- [Exercise instructions] Across these entries, report how many lines include the string "DiagnosticEventKind", with nothing but the number.

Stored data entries

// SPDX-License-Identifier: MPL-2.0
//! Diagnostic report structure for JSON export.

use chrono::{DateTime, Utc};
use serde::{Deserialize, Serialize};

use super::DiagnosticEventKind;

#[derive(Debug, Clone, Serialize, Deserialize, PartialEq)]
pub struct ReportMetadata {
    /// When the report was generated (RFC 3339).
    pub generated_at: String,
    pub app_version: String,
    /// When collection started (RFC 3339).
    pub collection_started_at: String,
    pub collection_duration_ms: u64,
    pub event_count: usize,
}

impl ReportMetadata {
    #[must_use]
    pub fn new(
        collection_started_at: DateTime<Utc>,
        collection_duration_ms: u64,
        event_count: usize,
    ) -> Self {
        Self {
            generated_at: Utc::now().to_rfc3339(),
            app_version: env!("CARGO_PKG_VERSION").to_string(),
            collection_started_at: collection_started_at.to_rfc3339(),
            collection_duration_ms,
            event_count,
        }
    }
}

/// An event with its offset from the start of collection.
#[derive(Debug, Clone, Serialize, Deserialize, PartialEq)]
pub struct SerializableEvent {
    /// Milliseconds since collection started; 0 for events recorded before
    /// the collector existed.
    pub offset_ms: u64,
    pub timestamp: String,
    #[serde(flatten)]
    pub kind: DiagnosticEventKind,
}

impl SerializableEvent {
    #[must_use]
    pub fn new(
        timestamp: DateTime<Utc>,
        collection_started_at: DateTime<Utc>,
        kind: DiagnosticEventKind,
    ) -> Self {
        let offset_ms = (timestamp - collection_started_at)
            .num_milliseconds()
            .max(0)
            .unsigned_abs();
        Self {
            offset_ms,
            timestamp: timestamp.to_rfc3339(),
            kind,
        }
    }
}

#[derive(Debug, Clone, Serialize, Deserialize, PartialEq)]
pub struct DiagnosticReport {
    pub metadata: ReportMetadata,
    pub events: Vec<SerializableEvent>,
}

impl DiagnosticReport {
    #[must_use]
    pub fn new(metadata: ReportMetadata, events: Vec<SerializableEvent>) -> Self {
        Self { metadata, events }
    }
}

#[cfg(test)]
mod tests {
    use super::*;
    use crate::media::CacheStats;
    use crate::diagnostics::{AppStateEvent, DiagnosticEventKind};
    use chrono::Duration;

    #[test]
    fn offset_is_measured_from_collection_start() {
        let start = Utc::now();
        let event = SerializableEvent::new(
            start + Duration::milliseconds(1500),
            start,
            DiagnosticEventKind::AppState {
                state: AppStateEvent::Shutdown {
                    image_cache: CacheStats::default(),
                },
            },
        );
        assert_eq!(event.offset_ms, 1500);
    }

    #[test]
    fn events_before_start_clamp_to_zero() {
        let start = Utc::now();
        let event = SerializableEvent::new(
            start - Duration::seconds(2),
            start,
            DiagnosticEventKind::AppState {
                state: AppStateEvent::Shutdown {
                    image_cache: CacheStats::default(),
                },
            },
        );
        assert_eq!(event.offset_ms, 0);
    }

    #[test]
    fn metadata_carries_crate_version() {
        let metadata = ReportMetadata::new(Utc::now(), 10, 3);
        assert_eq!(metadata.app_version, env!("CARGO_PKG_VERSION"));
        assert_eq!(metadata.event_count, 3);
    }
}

* * *

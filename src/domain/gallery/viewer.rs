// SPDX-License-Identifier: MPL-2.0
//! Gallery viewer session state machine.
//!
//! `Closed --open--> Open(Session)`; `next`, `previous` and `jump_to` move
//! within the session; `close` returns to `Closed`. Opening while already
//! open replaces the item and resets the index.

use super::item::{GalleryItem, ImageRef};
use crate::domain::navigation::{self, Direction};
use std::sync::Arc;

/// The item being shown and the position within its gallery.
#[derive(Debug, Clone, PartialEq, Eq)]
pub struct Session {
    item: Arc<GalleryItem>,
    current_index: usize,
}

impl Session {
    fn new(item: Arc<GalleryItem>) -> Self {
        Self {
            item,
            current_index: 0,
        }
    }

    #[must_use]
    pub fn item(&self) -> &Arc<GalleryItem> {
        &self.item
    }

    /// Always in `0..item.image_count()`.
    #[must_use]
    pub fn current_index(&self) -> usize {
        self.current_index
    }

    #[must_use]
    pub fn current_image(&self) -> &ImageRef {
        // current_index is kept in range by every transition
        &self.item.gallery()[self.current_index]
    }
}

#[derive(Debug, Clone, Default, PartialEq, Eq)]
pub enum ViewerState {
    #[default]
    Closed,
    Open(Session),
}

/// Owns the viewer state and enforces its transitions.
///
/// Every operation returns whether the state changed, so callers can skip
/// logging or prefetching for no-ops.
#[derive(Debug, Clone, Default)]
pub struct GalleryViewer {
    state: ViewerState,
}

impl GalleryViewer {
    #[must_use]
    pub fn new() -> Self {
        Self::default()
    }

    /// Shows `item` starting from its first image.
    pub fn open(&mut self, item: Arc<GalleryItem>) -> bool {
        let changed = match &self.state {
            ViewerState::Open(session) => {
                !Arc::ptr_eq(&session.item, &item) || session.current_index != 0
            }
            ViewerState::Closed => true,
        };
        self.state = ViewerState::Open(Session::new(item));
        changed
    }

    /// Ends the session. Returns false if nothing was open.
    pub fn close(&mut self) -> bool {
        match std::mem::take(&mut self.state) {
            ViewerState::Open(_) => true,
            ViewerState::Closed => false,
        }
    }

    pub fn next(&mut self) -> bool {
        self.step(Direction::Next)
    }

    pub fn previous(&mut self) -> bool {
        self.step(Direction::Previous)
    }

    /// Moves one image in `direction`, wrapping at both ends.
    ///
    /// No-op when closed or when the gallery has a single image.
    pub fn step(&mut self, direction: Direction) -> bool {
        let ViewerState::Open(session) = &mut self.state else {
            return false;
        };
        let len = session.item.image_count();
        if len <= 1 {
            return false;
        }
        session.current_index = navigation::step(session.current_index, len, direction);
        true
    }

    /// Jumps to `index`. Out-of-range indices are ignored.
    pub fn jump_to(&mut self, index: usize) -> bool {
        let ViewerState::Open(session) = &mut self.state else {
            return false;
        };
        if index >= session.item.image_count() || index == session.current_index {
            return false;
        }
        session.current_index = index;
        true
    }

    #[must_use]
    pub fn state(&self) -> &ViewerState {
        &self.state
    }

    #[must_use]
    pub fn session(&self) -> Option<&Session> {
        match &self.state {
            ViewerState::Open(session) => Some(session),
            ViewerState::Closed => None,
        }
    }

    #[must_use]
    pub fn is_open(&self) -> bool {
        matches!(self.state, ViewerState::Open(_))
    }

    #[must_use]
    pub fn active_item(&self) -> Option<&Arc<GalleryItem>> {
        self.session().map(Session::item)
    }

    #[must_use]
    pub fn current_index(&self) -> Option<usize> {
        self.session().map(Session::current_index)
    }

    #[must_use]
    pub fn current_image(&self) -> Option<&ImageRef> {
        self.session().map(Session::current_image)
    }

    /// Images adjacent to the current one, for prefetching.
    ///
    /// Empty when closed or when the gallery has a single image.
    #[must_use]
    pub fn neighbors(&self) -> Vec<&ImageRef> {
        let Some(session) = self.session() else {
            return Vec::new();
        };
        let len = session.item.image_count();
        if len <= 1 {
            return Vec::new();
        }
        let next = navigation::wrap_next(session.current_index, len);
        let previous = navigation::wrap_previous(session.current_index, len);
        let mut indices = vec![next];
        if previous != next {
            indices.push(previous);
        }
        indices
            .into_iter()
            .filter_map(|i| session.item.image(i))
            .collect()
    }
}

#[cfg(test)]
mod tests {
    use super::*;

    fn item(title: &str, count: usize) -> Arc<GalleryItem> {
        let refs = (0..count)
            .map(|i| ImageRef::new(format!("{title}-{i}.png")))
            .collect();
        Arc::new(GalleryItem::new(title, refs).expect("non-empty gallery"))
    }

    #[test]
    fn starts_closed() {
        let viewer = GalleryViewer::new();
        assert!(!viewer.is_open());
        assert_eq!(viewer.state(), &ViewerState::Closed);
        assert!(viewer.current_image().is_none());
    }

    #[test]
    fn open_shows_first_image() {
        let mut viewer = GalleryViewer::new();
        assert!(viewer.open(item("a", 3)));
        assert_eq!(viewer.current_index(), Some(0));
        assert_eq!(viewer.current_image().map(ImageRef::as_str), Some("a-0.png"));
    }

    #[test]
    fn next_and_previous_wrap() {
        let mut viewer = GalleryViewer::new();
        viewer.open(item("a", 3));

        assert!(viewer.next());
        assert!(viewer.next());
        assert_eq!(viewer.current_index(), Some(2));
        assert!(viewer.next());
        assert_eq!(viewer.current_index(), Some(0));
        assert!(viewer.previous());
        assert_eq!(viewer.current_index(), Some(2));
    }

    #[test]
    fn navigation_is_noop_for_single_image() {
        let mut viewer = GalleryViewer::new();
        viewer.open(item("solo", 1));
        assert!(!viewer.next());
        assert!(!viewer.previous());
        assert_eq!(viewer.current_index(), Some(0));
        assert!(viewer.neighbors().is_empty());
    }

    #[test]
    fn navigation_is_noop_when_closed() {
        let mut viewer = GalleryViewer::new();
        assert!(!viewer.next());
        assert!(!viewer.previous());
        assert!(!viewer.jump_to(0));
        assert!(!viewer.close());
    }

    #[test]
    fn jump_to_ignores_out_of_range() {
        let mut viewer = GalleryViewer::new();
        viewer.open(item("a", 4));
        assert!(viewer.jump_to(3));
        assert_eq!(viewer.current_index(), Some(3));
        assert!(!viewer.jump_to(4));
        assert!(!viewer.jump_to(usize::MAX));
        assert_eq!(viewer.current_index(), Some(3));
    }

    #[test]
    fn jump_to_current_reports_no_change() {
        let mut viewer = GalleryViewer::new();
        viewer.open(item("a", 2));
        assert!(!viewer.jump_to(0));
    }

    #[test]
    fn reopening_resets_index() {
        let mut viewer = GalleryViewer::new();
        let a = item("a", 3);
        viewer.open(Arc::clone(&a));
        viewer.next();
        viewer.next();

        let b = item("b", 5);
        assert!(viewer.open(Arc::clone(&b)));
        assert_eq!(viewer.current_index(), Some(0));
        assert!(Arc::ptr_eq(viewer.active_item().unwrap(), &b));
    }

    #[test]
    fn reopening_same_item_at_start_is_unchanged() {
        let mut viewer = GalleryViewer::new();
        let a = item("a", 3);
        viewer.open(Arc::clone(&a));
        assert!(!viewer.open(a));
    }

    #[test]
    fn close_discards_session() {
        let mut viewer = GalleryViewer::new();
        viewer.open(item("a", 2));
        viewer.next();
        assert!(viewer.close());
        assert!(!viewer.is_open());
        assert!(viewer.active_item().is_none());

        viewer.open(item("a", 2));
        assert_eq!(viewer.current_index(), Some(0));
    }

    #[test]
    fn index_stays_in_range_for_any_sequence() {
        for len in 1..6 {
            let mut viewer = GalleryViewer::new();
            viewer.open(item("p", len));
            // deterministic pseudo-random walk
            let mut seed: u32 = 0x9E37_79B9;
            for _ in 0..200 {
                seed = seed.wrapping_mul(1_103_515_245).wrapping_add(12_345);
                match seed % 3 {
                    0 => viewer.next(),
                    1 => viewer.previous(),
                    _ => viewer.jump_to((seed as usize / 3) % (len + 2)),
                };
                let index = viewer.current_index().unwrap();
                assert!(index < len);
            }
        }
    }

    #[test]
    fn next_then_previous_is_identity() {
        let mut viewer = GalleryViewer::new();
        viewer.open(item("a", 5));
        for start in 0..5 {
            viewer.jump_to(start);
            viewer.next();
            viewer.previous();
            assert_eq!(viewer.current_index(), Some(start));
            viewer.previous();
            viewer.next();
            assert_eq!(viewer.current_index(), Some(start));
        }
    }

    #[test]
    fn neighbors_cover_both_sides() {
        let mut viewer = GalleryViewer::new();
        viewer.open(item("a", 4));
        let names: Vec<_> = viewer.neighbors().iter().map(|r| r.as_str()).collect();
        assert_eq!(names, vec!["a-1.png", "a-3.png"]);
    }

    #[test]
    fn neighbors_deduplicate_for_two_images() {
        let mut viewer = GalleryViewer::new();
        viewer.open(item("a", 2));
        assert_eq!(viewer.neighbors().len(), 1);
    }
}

- [Completed exercise] 6